Só em Março de 2018 o processo de Vara foi separado dos restantes, o que deveria ter ocorrido há mais de um ano. Como foi isto possível?
Armando Vara, condenado em 2014 a cinco anos de prisão efectiva, continua à solta, já lá vão quase cinco anos. Tornou-se assim o símbolo vivo do que de pior e de melhor tem a Justiça portuguesa: uma Justiça independente, porque condenou um ex-ministro, banqueiro e empresário todo-poderoso; mas também uma Justiça demorada ou mesmo ineficaz porque, apesar de o sentenciar a prisão efectiva, parece não conseguir prendê-lo.
A condenação de Armando Vara constituiu à época uma novidade, pois Vara era considerado intocável. Havia sido ministro de vários governos e confidente de Guterres e Sócrates. Tinha administrado o Millennium-BCP e a Caixa Geral de Depósitos. No banco público, tinha concedido créditos de favor a muitos poderosos que haveriam de o defender, pois a isso obrigava esta teia de cumplicidades. Mas, em 2014, acontecia o que ninguém previra, nem o próprio: Armando Vara condenado pelo Tribunal de Aveiro, a cinco anos de prisão efectiva. A notícia da prisão foi profusamente divulgada pelos media, tendo mesmo sido inculcada na opinião pública a ideia (errónea, mas generalizada) de que Vara viria a ser detido em breve.

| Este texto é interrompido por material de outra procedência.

//! HTTP surface: the request report download and a health probe

use crate::AppContext;
use axum::{
    extract::{Path, Request, State},
    http::{header, HeaderValue, StatusCode},
    middleware::{self, Next},
    response::{IntoResponse, Response},
    routing::get,
    Router,
};
use logistics_core::{LogisticsError, RenderedReport};
use logistics_types::RequestId;
use std::net::SocketAddr;
use std::time::Instant;
use tokio::net::TcpListener;

const REQUEST_NOT_FOUND: &str = "Заявка не найдена";
const PDF_FAILED: &str = "Ошибка при создании PDF";
const PDF_SERVICE_DOWN: &str = "pdf service unavailable";

/// Build the router with all routes and middleware
pub fn build_router(ctx: AppContext) -> Router {
    Router::new()
        .route("/request/:id/pdf/", get(request_pdf))
        .route("/health", get(health))
        .layer(middleware::from_fn(log_requests))
        .with_state(ctx)
}

/// Serve until Ctrl-C
pub async fn serve(ctx: AppContext, addr: SocketAddr) -> anyhow::Result<()> {
    if !ctx.converter.health_check().await {
        log::warn!("PDF service is not reachable; report downloads will fail until it is");
    }

    let listener = TcpListener::bind(addr).await?;
    log::info!("Logistics server listening on {}", addr);

    axum::serve(listener, build_router(ctx))
        .with_graceful_shutdown(shutdown_signal())
        .await?;

    log::info!("Logistics server stopped");
    Ok(())
}

async fn shutdown_signal() {
    if let Err(e) = tokio::signal::ctrl_c().await {
        log::error!("Failed to listen for shutdown signal: {}", e);
    }
}

/// 200 while the PDF converter answers, 503 otherwise
async fn health(State(ctx): State<AppContext>) -> (StatusCode, &'static str) {
    if ctx.converter.health_check().await {
        (StatusCode::OK, "ok")
    } else {
        log::warn!("Health check: PDF service unavailable");
        (StatusCode::SERVICE_UNAVAILABLE, PDF_SERVICE_DOWN)
    }
}

/// GET /request/:id/pdf/
async fn request_pdf(
    State(ctx): State<AppContext>,
    Path(raw_id): Path<String>,
) -> Result<Response, ReportError> {
    let id = raw_id
        .parse::<i64>()
        .map(RequestId::new)
        .map_err(|_| ReportError(LogisticsError::NotFound(format!("Request {}", raw_id))))?;

    let report = ctx.renderer.render_request_pdf(id).await?;
    pdf_response(report)
}

fn pdf_response(report: RenderedReport) -> Result<Response, ReportError> {
    // The file name is Cyrillic: build the header from raw UTF-8 bytes
    let disposition = HeaderValue::from_bytes(report.content_disposition().as_bytes())
        .map_err(|e| ReportError(LogisticsError::Render(e.to_string())))?;

    Ok((
        StatusCode::OK,
        [
            (header::CONTENT_TYPE, HeaderValue::from_static("application/pdf")),
            (header::CONTENT_DISPOSITION, disposition),
        ],
        report.bytes,
    )
        .into_response())
}

/// Error of the report endpoint, answered as plain text
#[derive(Debug)]
pub struct ReportError(pub LogisticsError);

impl From<LogisticsError> for ReportError {
    fn from(err: LogisticsError) -> Self {
        Self(err)
    }
}

impl IntoResponse for ReportError {
    fn into_response(self) -> Response {
        match &self.0 {
            LogisticsError::NotFound(_) => {
                log::info!("Report not served: {}", self.0);
                (StatusCode::NOT_FOUND, REQUEST_NOT_FOUND).into_response()
            }
            LogisticsError::Validation(msg) => {
                (StatusCode::BAD_REQUEST, msg.clone()).into_response()
            }
            _ => {
                log::error!("Report failed: {}", self.0);
                (StatusCode::INTERNAL_SERVER_ERROR, PDF_FAILED).into_response()
            }
        }
    }
}

async fn log_requests(req: Request, next: Next) -> Response {
    let method = req.method().clone();
    let path = req.uri().path().to_string();
    let started = Instant::now();

    let response = next.run(req).await;

    log::info!(
        "{} {} -> {} ({} ms)",
        method,
        path,
        response.status().as_u16(),
        started.elapsed().as_millis()
    );
    response
}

Na sequência da condenação, Armando Vara, claro, interpôs recurso no Tribunal da Relação do Porto; recorreu relativamente a diversas matérias, bem como da própria decisão final. Sem sucesso. A Relação do Porto deliberou “negar provimento ao recurso da decisão final interposto pelo arguido Armando António Martins Vara mantendo-se, no que a este arguido e recorrente diz respeito, integralmente o Acórdão recorrido”. Deste acórdão, de Abril de 2017, foi também dada notícia pública, tendo então sido reforçada a convicção na opinião pública de que Vara iria cumprir a pena de prisão. Mas o facto é que, inexplicavelmente, tal não ocorreu. Até hoje.
Já não se compreendera a demora na apreciação do recurso na Relação do Porto. Foram três anos, de Setembro de 2014 a Abril de 2017, de expedientes e desculpas esfarrapadas para justificar a morosidade processual. Desde o incidente de recusa de dois desembargadores relatores inicialmente designados, que solicitaram escusa, por alegadamente terem ligações a Vara; até às desculpas recorrentes face à dimensão do processo – tudo constituiu motivo para justificar o injustificável, a decisão sempre adiada.
Mas, finalmente, em Abril de 2017, a Relação decidiu. Da decisão em causa da Relação não há possibilidade de recurso para o Supremo, uma vez que dos acórdãos da Relação que confirmem a decisão da 1.ª Instância só as condenações superiores a oito anos são recorríveis. O advogado de Vara intentou então um ardiloso esquema dilatório: recorreu para o Tribunal Constitucional e tentou, com sucesso, adiar o envio do processo da Relação do Porto para o Constitucional. Sempre na mira da obstrução ao normal curso da Justiça, o defensor de Vara, Tiago Bastos, alegou que o recurso só poderia subir ao Constitucional após uma outra decisão que nada tinha que ver com Armando Vara: um acórdão do Supremo, respeitante a um outro arguido no processo, Manuel Godinho. Inexplicavelmente, a relatora do processo deixou-se iludir e, com este simulado travão, o processo de Vara ficou na gaveta, na Relação do Porto, mais de um ano. Só em Março de 2018 o processo de Vara foi separado dos restantes; o que deveria ter ocorrido há mais de um ano. Como foi isto possível?
E assim, sem qualquer justificação plausível, volvidos 13 meses, Vara não foi ainda preso, em Maio de 2018. O processo deveria ter subido ao Constitucional há mais de um ano e, não havendo possibilidade de alteração em matérias de facto ou de Direito, o condenado Armando Vara deveria estar preso há já muitos meses. Mas continua tranquilamente em liberdade, a maior parte do tempo fora do país.
Esta situação de leveza, de impunidade e desrespeito pela Justiça gera na sociedade uma indignação generalizada, provocando mesmo justificado alarme social. Além de que esta inoperância configura um total desprezo pelo trabalho competente dos investigadores responsáveis, na Judiciária de Aveiro, pelo processo Face Oculta; e também pela capacidade do Ministério Público em proferir uma acusação competente e idónea. Finalmente, esta inconsequência desrespeita a decisão dos Tribunais de Primeira Instância e da própria Relação. Aqui chegados, e para que o sistema de Justiça se dê minimamente ao respeito, prendam-no, por favor, pela vossa saúde. E pela nossa Justiça!